We had invited them in, being generous and flush of fortune, and treated them beyond all human hope: the porter we regaled with wine and merriment and our bodies lithe as fishes, the three dervishes we fed a meal to knit muscle out of bones, the sultan and his advisor we entertained with a mystery of pain and loss and transformation, and all we asked was discretion, to sit in silence at the end of a long night and bear witness—mere witness!—to our suffering that made all else possible.

They refused.

Having taken everything we gave willingly, they took council among themselves, these ungrateful men, and said, “After all, we are seven and they are three, why should we be denied anything?” They broke their vows, and forfeited not just their lives but their honor, but we, being merciful, let them off at the cost of an evening’s biography, and turned them out unsatisfied, reminding them of the pledge they had made us.

Again they broke it.

Returned to power, comfortable and secure in silks and steel, the caliph ordered us before him, dragged in like thieves, and ordered that we open for him, that we spread ourselves wide so that he could sate himself of his curiosity.
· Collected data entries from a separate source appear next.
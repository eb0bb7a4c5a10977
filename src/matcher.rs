//! The NFA simulator: advances a parallel state-set one byte at a time.
//!
//! Grounded directly on `idiomatic-translation/nfa.rs`'s `Matcher`/`List`:
//! the same "list generation" trick (`list_id`/`last_list_id`) stands in
//! for the scratch `id` field spec.md's `State` carries, relocated onto the
//! matcher because (per that file's own commentary) the NFA is immutable
//! once built.

use crate::error::RegexError;
use crate::parser;
use crate::state::{Nfa, State, StateId};

/// A compiled pattern. Immutable and cheap to share; create a [`Matcher`]
/// per search (or reuse one via [`Matcher::reset`]).
#[derive(Clone, Debug)]
pub struct Regex {
    nfa: Nfa,
}

impl Regex {
    /// Compile `pattern`. See [`crate::parser::compile`] for the error
    /// taxonomy.
    pub fn compile(pattern: &[u8]) -> Result<Regex, RegexError> {
        Ok(Regex { nfa: parser::compile(pattern)? })
    }

    /// A fresh [`Matcher`] over this program, ready to step through input.
    pub fn matcher(&self) -> Matcher<'_> {
        Matcher::new(&self.nfa)
    }

    /// Reset, step through every byte of `haystack`, and report whether the
    /// pattern was found anywhere in it (spec.md's `pattern_in_line`).
    pub fn is_match(&self, haystack: &[u8]) -> bool {
        self.matcher().pattern_in_line(haystack)
    }
}

/// Per-search scratch state: two state-id buffers sized to the compiled
/// program, plus the membership-token bookkeeping used to make epsilon
/// closure O(1) per state instead of needing a hash set.
pub struct Matcher<'r> {
    nfa: &'r Nfa,
    clist: Vec<StateId>,
    nlist: Vec<StateId>,
    list_id: u32,
    last_list_id: Vec<u32>,
}

impl<'r> Matcher<'r> {
    fn new(nfa: &'r Nfa) -> Matcher<'r> {
        let n = nfa.len();
        let mut m = Matcher {
            nfa,
            clist: Vec::with_capacity(n),
            nlist: Vec::with_capacity(n),
            list_id: 0,
            last_list_id: vec![0; n],
        };
        m.reset();
        m
    }

    /// Restore the initial closure over the start state. Two consecutive
    /// resets leave identical `clist`s (spec.md §8 invariant 7).
    pub fn reset(&mut self) {
        self.increment_list_id();
        self.nlist.clear();
        self.add_state(self.nfa.start);
        std::mem::swap(&mut self.clist, &mut self.nlist);
    }

    /// Advance by one byte. Returns whether the accepting state is in the
    /// resulting state-set.
    pub fn step(&mut self, byte: u8) -> bool {
        self.increment_list_id();
        self.nlist.clear();
        // Iterate by index rather than `self.clist.iter()`: the latter
        // would hold a borrow of `self.clist` live across the call to
        // `self.add_state`, which needs `&mut self` — the same borrowck
        // shape `idiomatic-translation/nfa.rs`'s `step` documents.
        for i in 0..self.clist.len() {
            let sid = self.clist[i];
            match *self.nfa.get(sid) {
                State::Literal { byte: c, out } if c == byte => self.add_state(out),
                State::AnyChar { out } => self.add_state(out),
                State::Range { lo, hi, out } if lo <= byte && byte <= hi => self.add_state(out),
                // Sticky: once reached, MATCH keeps propagating regardless
                // of further input (spec.md §8 invariant 8).
                State::Match => self.add_state(sid),
                // DEAD never consumes; LINE_END only resolves at
                // end-of-input (see `finish`); BRANCH/EPSILON can't appear
                // here, closure already eliminated them.
                _ => {}
            }
        }
        std::mem::swap(&mut self.clist, &mut self.nlist);
        self.is_matched()
    }

    /// The end-of-input pass: promotes any live `$` anchors (spec.md's
    /// `LINE_END`) past the anchor now that there is provably no more
    /// input to disagree with them, and keeps any sticky `MATCH` alive.
    /// Resolves Open Question 3 (spec.md §9): `$`'s simulator semantics
    /// are otherwise undefined in the source.
    fn finish(&mut self) -> bool {
        self.increment_list_id();
        self.nlist.clear();
        for i in 0..self.clist.len() {
            let sid = self.clist[i];
            match *self.nfa.get(sid) {
                State::Match => self.add_state(sid),
                State::LineEnd { out } => self.add_state(out),
                _ => {}
            }
        }
        std::mem::swap(&mut self.clist, &mut self.nlist);
        self.is_matched()
    }

    /// Reset, step through every byte of `line`, then resolve any pending
    /// `$` anchors against end-of-input.
    pub fn pattern_in_line(&mut self, line: &[u8]) -> bool {
        self.reset();
        for &byte in line {
            self.step(byte);
        }
        self.finish()
    }

    fn is_matched(&self) -> bool {
        self.clist.iter().any(|&sid| matches!(self.nfa.get(sid), State::Match))
    }

    /// Epsilon closure: follow `BRANCH`/`EPSILON` edges until a
    /// byte-consuming state (or `MATCH`/`DEAD`/`LINE_END`) is reached, then
    /// record it in `nlist` unless it's already present this generation.
    fn add_state(&mut self, sid: StateId) {
        match *self.nfa.get(sid) {
            State::Branch { out, out1 } => {
                self.add_state(out1);
                self.add_state(out);
                return;
            }
            State::Epsilon { out } => {
                self.add_state(out);
                return;
            }
            _ => {}
        }

        if self.list_id == self.last_list_id[sid as usize] {
            return;
        }
        self.last_list_id[sid as usize] = self.list_id;
        self.nlist.push(sid);
    }

    /// Advance to a new list generation, resetting membership for every
    /// state. Guards against overflow the same way
    /// `idiomatic-translation/nfa.rs` does: on overflow, zero every
    /// generation marker and start over instead of risking UB as the C
    /// original's plain `int` counter would.
    fn increment_list_id(&mut self) {
        self.list_id = match self.list_id.checked_add(1) {
            Some(id) => id,
            None => {
                for id in self.last_list_id.iter_mut() {
                    *id = 0;
                }
                1
            }
        };
    }
}

#[cfg(test)]
mod tests {
    use super::*;

    #[test]
    fn reset_is_idempotent() {
        let re = Regex::compile(b"abc").unwrap();
        let mut m = re.matcher();
        m.reset();
        let first = m.clist.clone();
        m.reset();
        assert_eq!(first, m.clist);
    }

    #[test]
    fn sticky_match_survives_further_bytes() {
        let re = Regex::compile(b"saw").unwrap();
        let mut m = re.matcher();
        let mut ever_matched = false;
        for &b in b"somebody saw nobody" {
            if m.step(b) {
                ever_matched = true;
            }
        }
        assert!(ever_matched);
        assert!(m.pattern_in_line(b"somebody saw nobody"));
    }

    #[test]
    fn anywhere_match_property() {
        let re = Regex::compile(b"cat").unwrap();
        for (text, expect) in [
            ("concatenate", true),
            ("the dog barked", false),
            ("cat", true),
            ("scatter", true),
        ] {
            assert_eq!(re.is_match(text.as_bytes()), expect, "text = {text:?}");
        }
    }

    #[test]
    fn end_anchor_requires_last_position() {
        let re = Regex::compile(b"a$").unwrap();
        assert!(re.is_match(b"banana"));
        assert!(!re.is_match(b"banana "));
        assert!(!re.is_match(b""));
    }

    #[test]
    fn zero_or_more_matches_empty_string() {
        let re = Regex::compile(b"a*").unwrap();
        assert!(re.is_match(b""));
    }

    #[test]
    fn exactly_one_match_state_in_compiled_nfa() {
        let re = Regex::compile(b"a|b|[c-d]+|e?").unwrap();
        let match_count =
            re.nfa.states.iter().filter(|s| matches!(s, State::Match)).count();
        assert_eq!(match_count, 1);
    }
}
Having fed himself on our stories, the abuse and violence that marriage had inflicted on us, the beatings, the abandonment, the bite ripped from our cheek, he ordered us robed and married yet again, that our house be broken up and we be separated, then dowered our jailers with riches and rank, as though that were apology enough. He smiled as he did it, Harun the just, al-Rashid the merciful, and turned unseeing eyes to the blood falling from our lips.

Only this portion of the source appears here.